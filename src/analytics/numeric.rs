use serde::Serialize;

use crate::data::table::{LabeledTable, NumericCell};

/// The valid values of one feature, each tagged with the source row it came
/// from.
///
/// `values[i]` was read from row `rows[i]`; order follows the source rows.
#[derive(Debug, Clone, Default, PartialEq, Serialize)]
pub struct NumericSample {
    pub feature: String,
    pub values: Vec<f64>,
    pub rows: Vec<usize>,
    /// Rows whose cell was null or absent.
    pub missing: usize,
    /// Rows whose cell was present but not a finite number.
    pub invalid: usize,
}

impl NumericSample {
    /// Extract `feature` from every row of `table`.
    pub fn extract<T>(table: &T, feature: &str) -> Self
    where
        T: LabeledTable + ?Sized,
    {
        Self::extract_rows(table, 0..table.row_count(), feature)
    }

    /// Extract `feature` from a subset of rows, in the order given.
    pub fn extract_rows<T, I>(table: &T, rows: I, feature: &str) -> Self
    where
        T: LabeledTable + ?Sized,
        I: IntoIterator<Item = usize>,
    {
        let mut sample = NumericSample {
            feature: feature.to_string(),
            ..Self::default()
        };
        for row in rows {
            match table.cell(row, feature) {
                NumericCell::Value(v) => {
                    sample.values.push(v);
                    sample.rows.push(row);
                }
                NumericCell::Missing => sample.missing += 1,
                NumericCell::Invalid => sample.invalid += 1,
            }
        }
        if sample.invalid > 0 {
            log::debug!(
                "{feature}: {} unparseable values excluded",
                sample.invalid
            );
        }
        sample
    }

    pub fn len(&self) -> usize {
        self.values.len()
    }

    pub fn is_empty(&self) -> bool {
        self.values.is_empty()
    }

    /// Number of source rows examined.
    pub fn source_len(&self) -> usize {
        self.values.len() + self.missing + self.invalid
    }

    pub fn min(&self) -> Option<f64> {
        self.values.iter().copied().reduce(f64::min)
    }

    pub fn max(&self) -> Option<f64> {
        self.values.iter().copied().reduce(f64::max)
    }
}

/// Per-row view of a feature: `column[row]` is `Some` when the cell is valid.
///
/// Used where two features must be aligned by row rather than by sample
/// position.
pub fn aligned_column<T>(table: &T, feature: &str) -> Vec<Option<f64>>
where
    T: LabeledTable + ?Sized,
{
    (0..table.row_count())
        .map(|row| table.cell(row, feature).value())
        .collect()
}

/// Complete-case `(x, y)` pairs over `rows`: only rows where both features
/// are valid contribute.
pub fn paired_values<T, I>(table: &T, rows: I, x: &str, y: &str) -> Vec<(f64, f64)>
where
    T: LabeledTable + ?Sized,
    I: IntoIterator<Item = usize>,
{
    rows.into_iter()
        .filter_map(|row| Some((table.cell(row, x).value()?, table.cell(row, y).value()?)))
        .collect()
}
________________
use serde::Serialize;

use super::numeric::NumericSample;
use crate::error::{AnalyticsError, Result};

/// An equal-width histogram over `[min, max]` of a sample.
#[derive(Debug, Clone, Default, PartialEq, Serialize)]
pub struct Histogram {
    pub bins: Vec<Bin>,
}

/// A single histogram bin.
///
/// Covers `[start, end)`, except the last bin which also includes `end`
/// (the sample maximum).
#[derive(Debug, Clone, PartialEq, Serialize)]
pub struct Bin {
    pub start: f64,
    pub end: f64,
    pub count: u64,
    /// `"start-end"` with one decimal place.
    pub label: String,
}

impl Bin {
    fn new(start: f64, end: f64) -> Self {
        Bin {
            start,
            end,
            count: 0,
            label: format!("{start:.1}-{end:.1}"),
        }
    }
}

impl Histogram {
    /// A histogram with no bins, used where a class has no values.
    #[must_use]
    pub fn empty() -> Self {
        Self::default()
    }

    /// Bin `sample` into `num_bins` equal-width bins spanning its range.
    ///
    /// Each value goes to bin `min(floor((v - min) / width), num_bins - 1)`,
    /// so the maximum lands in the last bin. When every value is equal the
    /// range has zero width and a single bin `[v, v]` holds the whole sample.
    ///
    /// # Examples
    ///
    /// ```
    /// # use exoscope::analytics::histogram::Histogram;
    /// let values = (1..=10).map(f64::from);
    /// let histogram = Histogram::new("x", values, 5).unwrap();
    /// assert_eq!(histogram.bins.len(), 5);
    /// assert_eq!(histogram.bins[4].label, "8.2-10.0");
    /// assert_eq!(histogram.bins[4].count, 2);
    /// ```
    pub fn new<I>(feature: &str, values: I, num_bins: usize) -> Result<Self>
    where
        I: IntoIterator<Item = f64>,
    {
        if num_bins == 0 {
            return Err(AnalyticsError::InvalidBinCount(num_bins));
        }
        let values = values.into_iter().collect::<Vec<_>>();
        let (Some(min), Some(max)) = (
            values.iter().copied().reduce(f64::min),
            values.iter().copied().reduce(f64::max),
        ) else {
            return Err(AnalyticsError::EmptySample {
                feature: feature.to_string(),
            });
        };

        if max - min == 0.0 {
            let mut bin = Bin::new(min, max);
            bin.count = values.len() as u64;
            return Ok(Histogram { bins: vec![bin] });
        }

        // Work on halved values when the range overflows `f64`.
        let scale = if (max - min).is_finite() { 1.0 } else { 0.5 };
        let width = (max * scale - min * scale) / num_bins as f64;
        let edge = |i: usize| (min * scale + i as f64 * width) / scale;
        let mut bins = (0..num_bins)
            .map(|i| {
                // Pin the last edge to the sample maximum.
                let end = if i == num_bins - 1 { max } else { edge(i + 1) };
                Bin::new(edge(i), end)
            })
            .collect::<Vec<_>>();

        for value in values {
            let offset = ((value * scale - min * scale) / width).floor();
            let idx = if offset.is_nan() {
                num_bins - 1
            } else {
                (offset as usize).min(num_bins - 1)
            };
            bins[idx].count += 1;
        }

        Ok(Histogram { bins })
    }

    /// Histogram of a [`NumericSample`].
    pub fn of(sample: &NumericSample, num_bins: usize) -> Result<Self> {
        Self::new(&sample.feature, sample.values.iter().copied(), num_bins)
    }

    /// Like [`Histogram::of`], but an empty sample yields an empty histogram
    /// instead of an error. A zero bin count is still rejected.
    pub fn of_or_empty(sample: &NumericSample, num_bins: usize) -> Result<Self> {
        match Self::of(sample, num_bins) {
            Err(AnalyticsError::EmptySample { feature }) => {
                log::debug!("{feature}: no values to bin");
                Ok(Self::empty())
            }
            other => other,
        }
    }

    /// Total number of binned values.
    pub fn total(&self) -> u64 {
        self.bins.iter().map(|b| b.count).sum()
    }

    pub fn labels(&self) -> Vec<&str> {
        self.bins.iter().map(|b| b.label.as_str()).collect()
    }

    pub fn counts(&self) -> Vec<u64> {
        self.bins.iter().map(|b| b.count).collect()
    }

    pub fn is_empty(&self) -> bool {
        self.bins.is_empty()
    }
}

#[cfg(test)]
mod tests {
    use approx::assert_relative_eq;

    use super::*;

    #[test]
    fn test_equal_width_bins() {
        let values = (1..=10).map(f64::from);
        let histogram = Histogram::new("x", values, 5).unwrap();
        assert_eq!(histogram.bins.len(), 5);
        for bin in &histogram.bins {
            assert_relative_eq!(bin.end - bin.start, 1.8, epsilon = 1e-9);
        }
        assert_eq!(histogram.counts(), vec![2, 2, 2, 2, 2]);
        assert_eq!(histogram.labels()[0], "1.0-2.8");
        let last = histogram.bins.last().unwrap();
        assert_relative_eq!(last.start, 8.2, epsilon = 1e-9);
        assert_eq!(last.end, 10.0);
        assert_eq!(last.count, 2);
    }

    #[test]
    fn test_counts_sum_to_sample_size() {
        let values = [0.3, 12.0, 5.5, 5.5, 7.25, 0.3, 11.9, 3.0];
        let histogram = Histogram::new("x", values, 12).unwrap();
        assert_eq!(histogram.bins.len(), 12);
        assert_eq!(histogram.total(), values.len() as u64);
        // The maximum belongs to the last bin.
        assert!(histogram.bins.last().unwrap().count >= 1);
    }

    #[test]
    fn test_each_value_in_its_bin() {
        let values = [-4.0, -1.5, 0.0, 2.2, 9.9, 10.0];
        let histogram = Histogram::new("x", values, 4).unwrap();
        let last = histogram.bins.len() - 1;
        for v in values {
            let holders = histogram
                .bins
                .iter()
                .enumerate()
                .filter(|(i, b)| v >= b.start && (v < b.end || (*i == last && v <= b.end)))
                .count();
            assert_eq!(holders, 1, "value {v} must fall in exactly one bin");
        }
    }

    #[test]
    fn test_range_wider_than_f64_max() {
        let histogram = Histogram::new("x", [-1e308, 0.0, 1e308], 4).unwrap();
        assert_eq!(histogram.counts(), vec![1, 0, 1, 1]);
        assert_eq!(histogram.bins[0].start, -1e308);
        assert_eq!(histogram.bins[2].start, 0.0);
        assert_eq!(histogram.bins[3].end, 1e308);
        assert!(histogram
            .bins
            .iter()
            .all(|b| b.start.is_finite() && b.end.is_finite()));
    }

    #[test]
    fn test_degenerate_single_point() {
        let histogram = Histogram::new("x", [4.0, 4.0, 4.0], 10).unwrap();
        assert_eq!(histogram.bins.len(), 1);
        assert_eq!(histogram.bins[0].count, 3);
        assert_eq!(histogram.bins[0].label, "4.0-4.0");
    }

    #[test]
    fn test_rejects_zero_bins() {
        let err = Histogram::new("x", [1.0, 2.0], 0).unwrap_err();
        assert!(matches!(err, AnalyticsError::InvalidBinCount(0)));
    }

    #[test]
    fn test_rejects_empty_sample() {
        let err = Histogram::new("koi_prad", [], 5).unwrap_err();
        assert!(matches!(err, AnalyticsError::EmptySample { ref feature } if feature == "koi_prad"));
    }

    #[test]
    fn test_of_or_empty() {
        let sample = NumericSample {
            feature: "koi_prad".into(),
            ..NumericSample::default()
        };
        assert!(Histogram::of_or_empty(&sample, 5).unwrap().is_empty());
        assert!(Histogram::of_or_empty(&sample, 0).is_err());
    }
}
________________
## DESCRIPTION OF THE TASK
Go through the listing above and pull out each line containing the word "labels".

## EXPECTED OUTPUT
    pub fn labels(&self) -> Vec<&str> {
        assert_eq!(histogram.labels()[0], "1.0-2.8");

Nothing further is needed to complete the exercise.